With this photograph and its accompanying narrative, Lou and Sánchez appear to push the boundaries of good taste and propriety, yet this recasting of the white body as the colonized body functioned as a mirror image of a history of representational violence that was far from fictional. Indeed, the artists were alluding here to the tradition in Europe and North America of putting non-Western peoples on display as spectacles of the colonial gaze. While the artists’ display of these two bodies seems outrageous and potentially offensive, it was less than one hundred years prior to this project’s creation that exhibitors at the St. Louis World’s Fair in 1904 put tribal and native peoples from around the world on display inside what were called “living exhibits” (Breitbart). A century before the St. Louis Fair, South African woman Saartjie Baartman was uprooted from her home in South Africa and put on display throughout Great Britain and France, where she became the epitome of extreme Otherness due to what Europeans at the time considered to be her extremely enlarged buttocks and genitalia (Gilman). Lou and Sánchez’s Anthropolocos project is then a critical response to this tradition of representational violence when it comes to the bodies of colonized peoples. Though seemingly incongruous and bizarre, the world of United Aztlán is not unlike Europe and North America up until the turn of the twentieth century. Moreover, Lou’s work during this time was part of a larger and concerted effort on the part of artists of color in the United States to denounce the objectification of non-European peoples using radical performative tactics. For instance, Mexican-Chicano artist Guillermo Gómez-Peña and Cuban American artist Coco Fusco collaborated on a performance piece entitled Couple in the Cage (1992), for which both performers dressed in stereotypical “tribal” attire and put themselves on display in various museums throughout the Americas and Europe. The radical tactics that defined all these performances were meant to aggressively critique and denounce the conquest of the Americas in 1992 but also to use humor as a way to diffuse some of the pain associated with the colonial condition.

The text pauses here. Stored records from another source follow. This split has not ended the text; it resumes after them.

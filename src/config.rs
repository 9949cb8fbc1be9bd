//! Site configuration.
//!
//! Loaded once at startup from a TOML file and immutable afterwards.
//! Every section falls back to [`Default`] when absent so a minimal file
//! only needs the site-specific values (location, recipients, credentials).

use std::path::Path;
use std::time::Duration;

use serde::{Deserialize, Serialize};

use crate::error::ConfigError;

/// Default location of the configuration file.
pub const DEFAULT_CONFIG_PATH: &str = "/etc/sitewatch/setup.toml";

/// Upper bound for `minute_interval`: one week.
pub const MAX_MINUTE_INTERVAL: u32 = 7 * 24 * 60;

/// Top-level configuration.
#[derive(Debug, Clone, Default, Serialize, Deserialize)]
#[serde(default)]
pub struct SiteConfig {
    pub general: GeneralConfig,
    pub twilio: TwilioConfig,
    pub monitor: MonitorConfig,
    pub hardware: HardwareConfig,
}

/// Site identity and alert routing.
#[derive(Debug, Clone, Serialize, Deserialize)]
#[serde(default)]
pub struct GeneralConfig {
    /// Announced at the top of every alert.
    pub location: String,
    /// Print alerts instead of sending them and never dial the failover link.
    pub debug: bool,
    /// Phone numbers (E.164) that receive every alert.
    pub alert_recipients: Vec<String>,
}

impl Default for GeneralConfig {
    fn default() -> Self {
        Self {
            location: "Site".into(),
            debug: true,
            alert_recipients: Vec::new(),
        }
    }
}

/// Credentials for the SMS gateway. Only read when `debug = false`.
#[derive(Debug, Clone, Default, Serialize, Deserialize)]
#[serde(default)]
pub struct TwilioConfig {
    pub account_sid: String,
    pub auth_token: String,
    /// Sender number owned by the account.
    pub messenger_number: String,
}

/// Thresholds and loop periods.
#[derive(Debug, Clone, Serialize, Deserialize)]
#[serde(default)]
pub struct MonitorConfig {
    /// Host used for the reachability probe.
    pub check_host: String,
    pub check_port: u16,
    /// Acceptable temperature band, °F, inclusive.
    pub temp_range: (f32, f32),
    /// Acceptable humidity band, %RH, inclusive.
    pub humidity_range: (f32, f32),
    /// Minimum spacing between two alerts for the same channel (minutes).
    pub minute_interval: u32,
    /// Climate sampling period (seconds).
    pub up_env_interval: u32,
    /// Reachability probe period (seconds).
    pub up_conn_interval: u32,
    /// UPS polling period (seconds).
    pub up_power_interval: u32,
    /// Display refresh period (seconds).
    pub up_screen_interval: u32,
    /// Threshold evaluation period (seconds).
    pub monitor_interval: u32,
}

impl Default for MonitorConfig {
    fn default() -> Self {
        Self {
            check_host: "8.8.8.8".into(),
            check_port: 53,
            temp_range: (53.0, 75.1),
            humidity_range: (20.0, 60.0),
            minute_interval: 30,
            up_env_interval: 5,
            up_conn_interval: 30,
            up_power_interval: 5,
            up_screen_interval: 2,
            monitor_interval: 20,
        }
    }
}

/// Device paths and pin numbers.
#[derive(Debug, Clone, Serialize, Deserialize)]
#[serde(default)]
pub struct HardwareConfig {
    /// BCM pin of the front-panel button.
    pub button_gpio: u32,
    /// The button pulls the line low when pressed.
    pub button_active_low: bool,
    /// IIO device directory of the DHT22 (kernel `dht11` driver).
    pub dht_iio_device: String,
    /// Serial device of the UPS HAT.
    pub ups_device: String,
    pub ups_baud: u32,
    /// I2C bus of the LCD backpack. Empty = log the screen instead.
    pub lcd_i2c_bus: String,
    pub lcd_address: u8,
    /// Network interface created by the cellular dial-up.
    pub failover_interface: String,
}

impl Default for HardwareConfig {
    fn default() -> Self {
        Self {
            button_gpio: 4,
            button_active_low: true,
            dht_iio_device: "/sys/bus/iio/devices/iio:device0".into(),
            ups_device: "/dev/ttyAMA0".into(),
            ups_baud: 9600,
            lcd_i2c_bus: "/dev/i2c-1".into(),
            lcd_address: 0x27,
            failover_interface: "ppp0".into(),
        }
    }
}

impl SiteConfig {
    /// Read and validate the file at `path`.
    pub fn load(path: &Path) -> Result<Self, ConfigError> {
        let text = std::fs::read_to_string(path).map_err(|_| ConfigError::NotFound)?;
        let config = Self::from_toml(&text)?;
        config.validate()?;
        Ok(config)
    }

    /// Parse without validating.
    pub fn from_toml(text: &str) -> Result<Self, ConfigError> {
        toml::from_str(text).map_err(|e| ConfigError::Parse(e.to_string()))
    }

    /// Reject values that would make the monitor misbehave silently.
    pub fn validate(&self) -> Result<(), ConfigError> {
        let m = &self.monitor;
        if self.general.location.trim().is_empty() {
            return Err(ConfigError::ValidationFailed("location must not be empty"));
        }
        if self.general.alert_recipients.is_empty() {
            return Err(ConfigError::ValidationFailed(
                "alert_recipients must list at least one number",
            ));
        }
        if !(m.temp_range.0 < m.temp_range.1) {
            return Err(ConfigError::ValidationFailed("temp_range low must be below high"));
        }
        if !(m.humidity_range.0 < m.humidity_range.1) {
            return Err(ConfigError::ValidationFailed(
                "humidity_range low must be below high",
            ));
        }
        if m.check_host.is_empty() || m.check_port == 0 {
            return Err(ConfigError::ValidationFailed("check_host/check_port unset"));
        }
        let intervals = [
            m.minute_interval,
            m.up_env_interval,
            m.up_conn_interval,
            m.up_power_interval,
            m.up_screen_interval,
            m.monitor_interval,
        ];
        if intervals.contains(&0) {
            return Err(ConfigError::ValidationFailed("intervals must be non-zero"));
        }
        if m.minute_interval > MAX_MINUTE_INTERVAL {
            return Err(ConfigError::ValidationFailed(
                "minute_interval must not exceed one week",
            ));
        }
        if !self.general.debug {
            let t = &self.twilio;
            if t.account_sid.is_empty() || t.auth_token.is_empty() || t.messenger_number.is_empty()
            {
                return Err(ConfigError::ValidationFailed(
                    "twilio credentials required when debug = false",
                ));
            }
        }
        Ok(())
    }

    /// Number of monitor ticks that make up one cooldown window, rounded up
    /// so the window is never shorter than `minute_interval` minutes.
    /// Saturates at `i32::MAX` rather than wrapping.
    pub fn cooldown_ticks(&self) -> i32 {
        let Some(secs) = u64::from(self.monitor.minute_interval).checked_mul(60) else {
            return i32::MAX;
        };
        let ticks = secs.div_ceil(u64::from(self.monitor.monitor_interval.max(1)));
        i32::try_from(ticks).unwrap_or(i32::MAX)
    }

    pub fn env_period(&self) -> Duration {
        Duration::from_secs(self.monitor.up_env_interval.into())
    }

    pub fn conn_period(&self) -> Duration {
        Duration::from_secs(self.monitor.up_conn_interval.into())
    }

    pub fn power_period(&self) -> Duration {
        Duration::from_secs(self.monitor.up_power_interval.into())
    }

    pub fn screen_period(&self) -> Duration {
        Duration::from_secs(self.monitor.up_screen_interval.into())
    }

    pub fn monitor_period(&self) -> Duration {
        Duration::from_secs(self.monitor.monitor_interval.into())
    }
}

A Move to the U.S. South: A Redefinition of Border Consciousness

Lou’s work underwent a critical transition when in the year 2001 he left the San Diego/Tijuana border region and relocated to the U.S. South, first to Milledgeville, Georgia, and in 2007 to Memphis, Tennessee. Even though Lou was no stranger to the American South since his graduate student days, this shift to a part of a country with a different history and cultural ethos to the San Diego/Tijuana border region significantly transformed his art. As an artist whose work was so connected to local histories and site-specificity, the history and political dynamics of the American South would inevitably seep into his work. While always retaining his interest in the Mexican and Chicana/o experience in the United States as well as in border issues, his life in Georgia and Tennessee made him increasingly aware of the parallels and affinities between this experience and the histories of slavery, lynching, and right-wing extremism that are endemic to the U.S. South: “The border is wherever we are. Being part of a subjugated group, [oppression] becomes easily identifiable for us within a larger racist society […] What I am doing here is really no different than what I was doing in San Diego or Tijuana” (Lou, Telephone Conversation). His move to this region also coincided with the beginning of the Bush-era, post-9/11 politics, characterized by growing militarism, a heightened anti-immigrant sentiment, and severe restrictions on civil liberties. Lou’s hybrid and artivist consciousness allowed him to make critical connections between different histories while also expanding his pre-existing ideas about border issues that had so defined his work in San Diego/Tijuana. The black/white divides he encountered in the South resonated with him, for these functioned as the psychic borders that defined life in states like Georgia and Tennessee operating similarly to the Mexican/Anglo divides of Southern California. Nevertheless, Lou did not simply transpose oppositional strategies from San Diego/Tijuana to the South, but rather developed new strategies that addressed the unique and specific histories of the South while maintaining his commitment to social justice and politically driven, site-specific work.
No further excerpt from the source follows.